Il joue ensuite dans plusieurs films dont un premier rôle important dans "Le Paradis des Pilotes Perdus" (1948) de Georges Lampin, il enchaîne ensuite avec notamment "Portrait d'un Assassin" (1949) de Bernard Roland, "Orphée" (1949) de Jean Cocteau, "Bibi Fricotin" (1950) de Marcel Blistène.

Entre temps il entre au Conservatoire National Supérieur d'Art Dramatique où il suit les cours de Louis Jouvet et où il croise Jean-Paul Belmondo et sa bande. A cette même époque, en 1952, il rencontre le réalisateur italien Michelangelo Antonioni qui lui offre un rôle dans "Les Vaincus" (1952 - ci-dessous) qui connaît un beau succès en Italie.

Mort de Jean-Pierre Mocky

Il joue dans "Le Comte de Monte-Cristo" (1954) de Robert Vernay mais surtout il va participer à deux tournages prestigieux où il sera assistant réalisateur (non crédité toutefois) sur "La Comtesse aux Pieds Nus" (1954) de J.L. Mankiewicz et "Senso" (1954) de Luchino Visconti où il a également un rôle de figuration.

Il reste en Italie où il joue des rôles importants dans "Graziella" (1955) de Giorgio Bianchi et "Les Egarés" (1955 - ci-dessous) de Francesco Maselli. Il connait alors une petite notoriété dont il se souvient dans un entretien à la revue Cinéma en 1982 : "J'avais une ferrari, une maison sur le Tibre, je donnais des réceptions, j'avais un valet de chambre : c'était incroyable !"

Mort de Jean-Pierre Mocky

Il revient en France en 1956 où le réalisateur Raymond Bouleau pour jouer aux côtés de la star mondiale Ingrid Bergman dans la pièce de théâtre "Thé et Sympathie", mais le réalisateur se désiste du projet pour tourner son film "Les Sorcières de Salem". Remplacé par le metteur en scène Jean Mercure il renvoie Mocky pour offrir la place à un ami. Mocky attaque en justice et gagne 150000 francs et dommages et intérêts qu'il investi pour créer sa propre maison de production.

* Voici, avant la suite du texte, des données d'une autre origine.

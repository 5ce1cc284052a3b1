#![warn(missing_docs)]

//! 核心库. 提供 3D 肺部 CT nii 文件的结构化信息和无监督分割算法.
//!
//! 分割流水线对每个扫描独立工作, 各阶段严格单向传递数据:
//!
//! 1. 载入 nii 格式 3D 扫描 ([`CtVolume::open`]);
//! 2. 全局 Otsu 阈值 ([`segment::otsu_threshold`]);
//! 3. 二值化 ([`segment::foreground_mask`], 严格大于, 等于阈值的体素算背景);
//! 4. 钻石 (6-邻域) 连通域标记 ([`segment::LabelMap::from_mask`]);
//! 5. 最大连通域选取 ([`segment::LabelMap::largest_region`], 面积相同取较小 label);
//! 6. 重建仅含该连通域的掩码 ([`segment::LabelMap::mask_of`]);
//! 7. 在原扫描切片上叠加掩码轮廓并保存 ([`ContourOverlay`]).
//!
//! 2-6 步由 [`segment::segment_lungs`] 一次性完成.
//!
//! # 注意
//!
//! 1. 各阶段均生成新值, 不原地修改上一阶段的产物. 因此多个扫描可以安全地并发处理
//!   (扫描之间没有任何共享可变状态).
//! 2. 扫描内容为有穷实数由加载端校验: [`CtVolume::open`] 对含 inf/NaN
//!   的文件返回 [`VolumeLoadError::NonFiniteIntensity`], 不会把它们交给
//!   分割流水线. 其余非期望情况下程序会直接 panic, 而不会导致内存错误.
//!   As what Rust promises.
//! 3. 该库不区分肺实质与气管/支气管: 前景里最大的亮连通结构即被当作肺.
//!   对肺不是最大亮结构的扫描, 分割结果没有语义保证.

/// 二维索引, 同时也可一定程度上用作非负整数向量.
pub type Idx2d = (usize, usize);

/// 三维索引, 同时也可一定程度上用作非负整数向量.
pub type Idx3d = (usize, usize, usize);

/// 3D CT nii 文件基础数据结构.
mod data;

pub use data::{
    ContourOverlay, CtVolume, CtWindow, ImgWriteVis, MaskSlice, NiftiHeaderAttr, ScanSlice,
    VolumeLoadError,
};

pub mod consts;

pub mod segment;

pub mod dataset;
pub mod prelude;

Entre temps il tourne dans "Le Rouge est Mis" (1957) de Gilles Grangier et "Le Gorille vous salue bien" (1957) de Bernard Borderie... Il rencontre les membres de la Nouvelle Vague, dont , Godard et Truffaut. Pour son premier film en tant que producteur il signe également son premier scénario avec l'aide de François Truffaut (d'après l'expérience de son père interné suite à sa sortie de camp de concentration, puis adapté du roman éponyme de Hervé Bazin qui offre les droits gratuitement) pour le film "La Tête contre les Murs" (1959) de Georges Franju dont Jean-Luc Godard dira : "La Tête contre les murs est un film de fous sur les fous. C'est donc un film d'une beauté folle."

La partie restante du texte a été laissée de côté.